Raptors’ Bryan Colangelo doing an autopsy on team
The Raptors are as bad as they’ve been in years despite high hopes. Toronto’s boss Bryan Colangelo has joined the team at the end of its road trip to figure out what happened.


Colangelo, who had long planned to join the team here at the end of a season-long road trip, was going to continue his fact-finding mission with a series of private sessions with some players and the coaching staff Saturday night.
“There’s been a lot of dialogue, a lot of discussion,” he said. “It’s constant evaluation of what we’re doing and how we’re doing it and why we’re doing it.”

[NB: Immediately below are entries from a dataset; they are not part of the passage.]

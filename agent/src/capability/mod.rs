//! Agent capabilities: structured generation over an unreliable backend
//!
//! An [`AgentCapability`] either returns a validated value or an
//! [`AgentFailure`]. Malformed model output never leaves this module as an
//! untyped value.

mod output;
pub mod repair;

pub use output::{
    Draft, ReviewResponse, ReviewVerdict, SafetyVerdict, StructuredOutput, Synthesis,
};

use async_trait::async_trait;
use std::marker::PhantomData;
use std::sync::Arc;
use std::time::Duration;

use crate::config::AgentsSection;
use crate::llm::Llm;
use crate::roles::RoleProfile;

/// The task-specific part of a request; the role's persona lives in the capability
#[derive(Debug, Clone, PartialEq, Eq)]
pub struct PromptSpec {
    pub task: String,
}

impl PromptSpec {
    pub fn new(task: impl Into<String>) -> Self {
        Self { task: task.into() }
    }
}

/// Why an agent call produced nothing usable
#[derive(Debug, Clone, PartialEq, Eq, thiserror::Error)]
pub enum FailureKind {
    #[error("parse failure: {0}")]
    ParseFailure(String),

    #[error("timed out after {0:?}")]
    Timeout(Duration),

    #[error("backend error: {0}")]
    Backend(String),
}

/// An agent call that exhausted its retry budget
#[derive(Debug, Clone, PartialEq, Eq, thiserror::Error)]
#[error("{agent} failed after {attempts} attempt(s): {kind}")]
pub struct AgentFailure {
    pub agent: String,
    pub attempts: u32,
    pub kind: FailureKind,
}

/// Retry and timeout budget for one agent call
#[derive(Debug, Clone, Copy, PartialEq, Eq)]
pub struct CallPolicy {
    pub max_attempts: u32,
    pub timeout: Duration,
}

impl Default for CallPolicy {
    fn default() -> Self {
        Self {
            max_attempts: 3,
            timeout: Duration::from_secs(120),
        }
    }
}

impl From<&AgentsSection> for CallPolicy {
    fn from(section: &AgentsSection) -> Self {
        Self {
            max_attempts: section.max_attempts,
            timeout: section.timeout(),
        }
    }
}

/// Structured generation
#[async_trait]
pub trait AgentCapability<T>: Send + Sync {
    /// Identifier recorded in reviews and logs
    fn name(&self) -> &str;

    async fn generate(&self, prompt: &PromptSpec) -> Result<T, AgentFailure>;
}

/// [`AgentCapability`] backed by an [`Llm`]
///
/// Every attempt is bounded by the policy timeout. Timeouts, backend errors
/// and rejected replies all consume one attempt.
pub struct LlmAgent<T> {
    name: String,
    system_prompt: String,
    llm: Arc<dyn Llm>,
    policy: CallPolicy,
    _output: PhantomData<fn() -> T>,
}

impl<T: StructuredOutput> LlmAgent<T> {
    pub fn new(profile: &RoleProfile, llm: Arc<dyn Llm>, policy: CallPolicy) -> Self {
        Self {
            name: profile.agent_id.clone(),
            system_prompt: format!("{}\n\n{}", profile.system_prompt, T::format_instructions()),
            llm,
            policy,
            _output: PhantomData,
        }
    }

    async fn attempt(&self, prompt: &PromptSpec) -> Result<T, FailureKind> {
        let reply = tokio::time::timeout(
            self.policy.timeout,
            self.llm.complete(&self.system_prompt, &prompt.task),
        )
        .await
        .map_err(|_| FailureKind::Timeout(self.policy.timeout))?
        .map_err(|e| FailureKind::Backend(format!("{:#}", e)))?;

        T::parse(&reply).map_err(FailureKind::ParseFailure)
    }
}

#[async_trait]
impl<T: StructuredOutput> AgentCapability<T> for LlmAgent<T> {
    fn name(&self) -> &str {
        &self.name
    }

    async fn generate(&self, prompt: &PromptSpec) -> Result<T, AgentFailure> {
        let max_attempts = self.policy.max_attempts.max(1);
        let mut attempt = 1;

        loop {
            match self.attempt(prompt).await {
                Ok(value) => {
                    tracing::debug!(agent = %self.name, attempt, model = self.llm.model(), "Agent call succeeded");
                    return Ok(value);
                }
                Err(kind) if attempt >= max_attempts => {
                    return Err(AgentFailure {
                        agent: self.name.clone(),
                        attempts: attempt,
                        kind,
                    });
                }
                Err(kind) => {
                    tracing::warn!(agent = %self.name, attempt, error = %kind, "Agent call failed, retrying");
                    attempt += 1;
                }
            }
        }
    }
}

#[cfg(test)]
mod tests {
    use super::*;
    use crate::roles::{AgentRole, RoleRegistry};
    use crate::testing::ScriptedLlm;

    fn profile(role: AgentRole) -> RoleProfile {
        RoleRegistry::with_defaults("test-model").get(role).clone()
    }

    fn policy(max_attempts: u32) -> CallPolicy {
        CallPolicy {
            max_attempts,
            timeout: Duration::from_millis(200),
        }
    }

    #[tokio::test]
    async fn test_retries_until_valid() {
        let llm = Arc::new(
            ScriptedLlm::new()
                .reply("not json at all")
                .fail("connection reset")
                .reply(r#"{"score": 9, "revision_notes": "none", "reasoning": "safe"}"#),
        );
        let agent: LlmAgent<ReviewVerdict> =
            LlmAgent::new(&profile(AgentRole::SafetyReviewer), llm.clone(), policy(3));

        let verdict = agent.generate(&PromptSpec::new("draft")).await.unwrap();
        assert_eq!(verdict.score, 9);
        assert_eq!(llm.call_count(), 3);
    }

    #[tokio::test]
    async fn test_exhausted_budget_reports_last_failure() {
        let llm = Arc::new(ScriptedLlm::new().repeat(r#"{"reasoning": "no score"}"#));
        let agent: LlmAgent<ReviewVerdict> =
            LlmAgent::new(&profile(AgentRole::ClinicalReviewer), llm.clone(), policy(2));

        let failure = agent.generate(&PromptSpec::new("draft")).await.unwrap_err();
        assert_eq!(failure.agent, "ClinicalCritic");
        assert_eq!(failure.attempts, 2);
        assert!(matches!(failure.kind, FailureKind::ParseFailure(_)));
        assert_eq!(llm.call_count(), 2);
    }

    #[tokio::test]
    async fn test_timeout_counts_as_failure() {
        let llm = Arc::new(ScriptedLlm::new().stall(Duration::from_secs(5), "## Late draft"));
        let agent: LlmAgent<Draft> =
            LlmAgent::new(&profile(AgentRole::Drafter), llm, policy(1));

        let failure = agent.generate(&PromptSpec::new("intent")).await.unwrap_err();
        assert_eq!(failure.kind, FailureKind::Timeout(Duration::from_millis(200)));
    }

    #[tokio::test]
    async fn test_system_prompt_carries_persona_and_format() {
        let llm = Arc::new(ScriptedLlm::new().repeat("• Keep going"));
        let agent: LlmAgent<Synthesis> =
            LlmAgent::new(&profile(AgentRole::Supervisor), llm.clone(), policy(1));

        agent.generate(&PromptSpec::new("reviews")).await.unwrap();

        let calls = llm.calls();
        assert_eq!(calls.len(), 1);
        assert!(calls[0].system.contains("Supervisor"));
        assert!(calls[0].system.contains("bullet points"));
        assert_eq!(calls[0].user, "reviews");
    }

    #[tokio::test]
    async fn test_zero_attempts_still_tries_once() {
        let llm = Arc::new(ScriptedLlm::new().reply("## Draft"));
        let agent: LlmAgent<Draft> =
            LlmAgent::new(&profile(AgentRole::Drafter), llm.clone(), policy(0));

        assert!(agent.generate(&PromptSpec::new("intent")).await.is_ok());
        assert_eq!(llm.call_count(), 1);
    }
}
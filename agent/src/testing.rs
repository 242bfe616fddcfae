//! Scripted LLM backend for deterministic tests

use anyhow::{anyhow, Result};
use async_trait::async_trait;
use std::collections::VecDeque;
use std::sync::{Mutex, MutexGuard};
use std::time::Duration;

use crate::llm::Llm;

#[derive(Debug, Clone)]
enum Step {
    Reply(String),
    Fail(String),
    Stall(Duration, String),
}

/// A prompt the backend received
#[derive(Debug, Clone, PartialEq, Eq)]
pub struct RecordedCall {
    pub system: String,
    pub user: String,
}

/// Backend that plays back queued steps in order
///
/// Once the queue is empty the `repeat` step (if any) answers every call;
/// without one the call fails.
#[derive(Debug, Default)]
pub struct ScriptedLlm {
    steps: Mutex<VecDeque<Step>>,
    repeat: Option<Step>,
    delay: Option<Duration>,
    calls: Mutex<Vec<RecordedCall>>,
}

fn lock<T>(mutex: &Mutex<T>) -> MutexGuard<'_, T> {
    mutex.lock().unwrap_or_else(|poisoned| poisoned.into_inner())
}

impl ScriptedLlm {
    pub fn new() -> Self {
        Self::default()
    }

    /// Queue a successful reply
    pub fn reply(self, text: impl Into<String>) -> Self {
        self.push(Step::Reply(text.into()))
    }

    /// Queue a backend error
    pub fn fail(self, message: impl Into<String>) -> Self {
        self.push(Step::Fail(message.into()))
    }

    /// Queue a reply that arrives after `after`
    pub fn stall(self, after: Duration, text: impl Into<String>) -> Self {
        self.push(Step::Stall(after, text.into()))
    }

    /// Reply used once the queue is exhausted
    pub fn repeat(mut self, text: impl Into<String>) -> Self {
        self.repeat = Some(Step::Reply(text.into()));
        self
    }

    /// Error used once the queue is exhausted
    pub fn repeat_failure(mut self, message: impl Into<String>) -> Self {
        self.repeat = Some(Step::Fail(message.into()));
        self
    }

    /// Sleep before every call
    pub fn with_delay(mut self, delay: Duration) -> Self {
        self.delay = Some(delay);
        self
    }

    fn push(self, step: Step) -> Self {
        lock(&self.steps).push_back(step);
        self
    }

    /// Every prompt received so far, oldest first
    pub fn calls(&self) -> Vec<RecordedCall> {
        lock(&self.calls).clone()
    }

    pub fn call_count(&self) -> usize {
        lock(&self.calls).len()
    }
}

#[async_trait]
impl Llm for ScriptedLlm {
    async fn complete(&self, system: &str, user: &str) -> Result<String> {
        lock(&self.calls).push(RecordedCall {
            system: system.to_string(),
            user: user.to_string(),
        });

        let step = lock(&self.steps).pop_front().or_else(|| self.repeat.clone());

        if let Some(delay) = self.delay {
            tokio::time::sleep(delay).await;
        }

        match step {
            Some(Step::Reply(text)) => Ok(text),
            Some(Step::Fail(message)) => Err(anyhow!(message)),
            Some(Step::Stall(after, text)) => {
                tokio::time::sleep(after).await;
                Ok(text)
            }
            None => Err(anyhow!("script exhausted")),
        }
    }

    fn model(&self) -> &str {
        "scripted"
    }
}

#[cfg(test)]
mod tests {
    use super::*;

    #[tokio::test]
    async fn test_plays_steps_in_order_then_repeats() {
        let llm = ScriptedLlm::new().reply("one").fail("boom").repeat("again");

        assert_eq!(llm.complete("s", "u").await.unwrap(), "one");
        assert!(llm.complete("s", "u").await.is_err());
        assert_eq!(llm.complete("s", "u").await.unwrap(), "again");
        assert_eq!(llm.complete("s", "u").await.unwrap(), "again");
        assert_eq!(llm.call_count(), 4);
    }

    #[tokio::test]
    async fn test_exhausted_without_repeat_fails() {
        let llm = ScriptedLlm::new();
        let err = llm.complete("s", "u").await.unwrap_err();
        assert!(err.to_string().contains("exhausted"));
    }

    #[tokio::test]
    async fn test_records_prompts() {
        let llm = ScriptedLlm::new().repeat("ok");
        llm.complete("system text", "user text").await.unwrap();

        assert_eq!(
            llm.calls(),
            vec![RecordedCall {
                system: "system text".to_string(),
                user: "user text".to_string(),
            }]
        );
    }
}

This whole situation is unfortunate. Fans and seemingly the team's brain trust conceded that the Raptors would be bad in 2011-12 as Toronto took a chance on Lithuanian big man Jonas Valanciunas, who wouldn't arrive until this season. Valanciunas, another lottery pick and maybe a solid player acquired in free agency or by trade would turn it around for 2012-13 and get the team in the playoff chase.
Instead, the Raptors are worse than they were last year. Kyle Lowry, the big acquisition, has been good. Valanciunas and that lottery pick, Terrence Ross, have been ... rookies. Pretty much everyone else has been bad most of the time. It's really very unfortunate.
Teams probably won’t be terribly active in the trade market until January 15, when all 2012 free agents are in play and options open up. But if things continue like this, you’d expect Colangelo to be hitting the phones hard. This isn’t working.